Menteri Energi dan Sumber Daya Mineral (ESDM) Arifin Tasrif dalam rapat kerja dengan Komisi VII DPR RI mengatakan setidaknya ada lima langkah yang telah disiapkan.
Pertama konsolidasi posisi Pemerintah Indonesia untuk menghadapi penanganan kasus DS592 bersama dengan Kementerian Perdagangan (Kemendag), Kementerian Luar Negeri (Kemenlu), dan Konsultan Hukum yang dikoordinasi oleh Kemenko Maritim dan Investasi.
Kedua, Pemerintah Indonesia telah menunjuk Lawfirm Baker McKenzie di Jenewa dan Joseph Wira Koesnaidi (JWK) di Jakarta untuk mewakili Pemerintah Indonesia dalam menghadiri sidang Dispute Settlement Body (DSB) WTO dan menyusun tanggapan atas Gugatan Uni Eropa.
"Ketiga, penyusunan statement bersama dalam menanggapi pertanyaan media dan publik terkait isu DS592, sehingga seluruh pernyataan dari Pejabat Pemerintah terkait sejalan dengan argumentasi pembelaan Indonesia," kata Arifin di Kompleks Parlemen, Senayan, Jakarta Pusat, Senin, 22 Maret 2021.
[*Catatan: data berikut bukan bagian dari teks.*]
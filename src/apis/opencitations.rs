use std::time::Duration;

use super::{http_client, SourceError, USER_AGENT};
use async_trait::async_trait;
use serde::{Deserialize, Serialize};

use crate::enrich::CitationLookup;

const BASE_URL: &str = "https://opencitations.net/index/api/v1";

/// One edge of the citation graph, as OpenCitations reports it.
#[derive(Debug, Clone, PartialEq, Eq, Serialize, Deserialize)]
pub struct CitationLink {
    pub oci: String,
    pub citing: String,
    pub cited: String,
    #[serde(default, skip_serializing_if = "Option::is_none")]
    pub creation: Option<String>,
}

#[derive(Deserialize)]
struct OCRecord {
    #[serde(default)]
    oci: String,
    #[serde(default)]
    citing: String,
    #[serde(default)]
    cited: String,
    creation: Option<String>,
}

/// The index prefixes identifiers with their provenance (`coci => 10.x/y`).
fn strip_provenance(id: &str) -> String {
    id.rsplit("=> ").next().unwrap_or(id).trim().to_string()
}

impl From<OCRecord> for CitationLink {
    fn from(r: OCRecord) -> Self {
        Self {
            oci: r.oci,
            citing: strip_provenance(&r.citing),
            cited: strip_provenance(&r.cited),
            creation: r.creation.filter(|c| !c.trim().is_empty()),
        }
    }
}

pub fn parse_links(body: &str, limit: usize) -> Result<Vec<CitationLink>, SourceError> {
    let records: Vec<OCRecord> = serde_json::from_str(body)?;
    Ok(records.into_iter().take(limit).map(CitationLink::from).collect())
}

pub struct OpenCitationsClient {
    client: reqwest::Client,
    base_url: String,
}

impl OpenCitationsClient {
    pub fn new(timeout: Duration) -> Self {
        Self {
            client: http_client(USER_AGENT, timeout),
            base_url: BASE_URL.to_string(),
        }
    }

    pub fn with_base_url(mut self, base_url: impl Into<String>) -> Self {
        self.base_url = base_url.into();
        self
    }

    async fn links(&self, operation: &str, doi: &str, limit: usize) -> Result<Vec<CitationLink>, SourceError> {
        let mut url = reqwest::Url::parse(&self.base_url)
            .map_err(|e| SourceError::Parse(format!("invalid OpenCitations URL: {}", e)))?;
        url.path_segments_mut()
            .map_err(|_| SourceError::Parse("OpenCitations base URL cannot take a path".to_string()))?
            .pop_if_empty()
            .push(operation)
            .push(doi);
        tracing::debug!("OpenCitations {} for {}", operation, doi);

        let resp = self
            .client
            .get(url)
            .header("Accept", "application/json")
            .send()
            .await?;
        // Unknown DOIs are a 404, not a failure.
        if resp.status() == reqwest::StatusCode::NOT_FOUND {
            return Ok(Vec::new());
        }
        if !resp.status().is_success() {
            return Err(SourceError::Status {
                status: resp.status().as_u16(),
                url: resp.url().to_string(),
            });
        }
        parse_links(&resp.text().await?, limit)
    }
}

#[async_trait]
impl CitationLookup for OpenCitationsClient {
    async fn citing(&self, doi: &str, limit: usize) -> Result<Vec<CitationLink>, SourceError> {
        self.links("citations", doi, limit).await
    }

    async fn references(&self, doi: &str, limit: usize) -> Result<Vec<CitationLink>, SourceError> {
        self.links("references", doi, limit).await
    }
}

#[cfg(test)]
mod tests {
    use super::*;

    #[test]
    fn test_parse_links_truncates() {
        let body = r#"[
          {"oci": "1-2", "citing": "10.1/a", "cited": "10.1/x", "creation": "2019-02", "timespan": "P1Y"},
          {"oci": "3-4", "citing": "coci => 10.1/b", "cited": "coci => 10.1/x", "creation": ""},
          {"oci": "5-6", "citing": "10.1/c", "cited": "10.1/x"}
        ]"#;
        let links = parse_links(body, 2).unwrap();
        assert_eq!(links.len(), 2);
        assert_eq!(links[0].creation.as_deref(), Some("2019-02"));
        assert_eq!(links[1].citing, "10.1/b");
        assert_eq!(links[1].cited, "10.1/x");
        assert!(links[1].creation.is_none());
    }

    #[test]
    fn test_parse_links_rejects_non_array() {
        assert!(matches!(parse_links("{}", 10), Err(SourceError::Parse(_))));
    }
}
Keempat, Kementerian ESDM menyiapkan data atau informasi yang relevan dan analisa seluruh aturan-aturan yang terkait untuk mendukung proses penyelesaian sengketa di Dispute Settlement Body WTO.
"Kelima, Pemerintah Indonesia sedang menyiapkan tim tenaga ahli untuk mendukung dan menyampaikan pembelaan di sidang," ujar Arifin.
Ia mengatakan saat ini Indonesia dalam tahap pembentukan panel. Berdasarkan aturan WHO, penyelesaian proses panel maksimal sembilan bulan tanpa banding, atau 12 bulan dengan banding.
Sebelumnya, Uni Eropa telah menyampaikan permohonan pada DSB-WTO untuk mengadakan konsultasi dengan Indonesia terkait larangan dan pembatasan ekspor bijih nikel, persyaratan pemurnian dan pengolahan dalam negeri, persyaratan dan pemenuhan kebutuhan dalam negeri, persyaratan perizinan ekspor dan skema pemberian subsidi yang dilarang.
Indonesia telah berkonsultasi dengan UE pada 30-31 Januari 2020. UE secara resmi meminta pembentukan panel pertama pada 25 Januari 2021 dan pembentukan panel kedua pada 22 Februari 2021 dengan mencakup dua isu (dari semula lima isu), yakni pelarangan ekspor bijih nikel dan persyaratan pemrosesan dalam negeri karena melanggar Pasal XI (1) dari GATT 1994.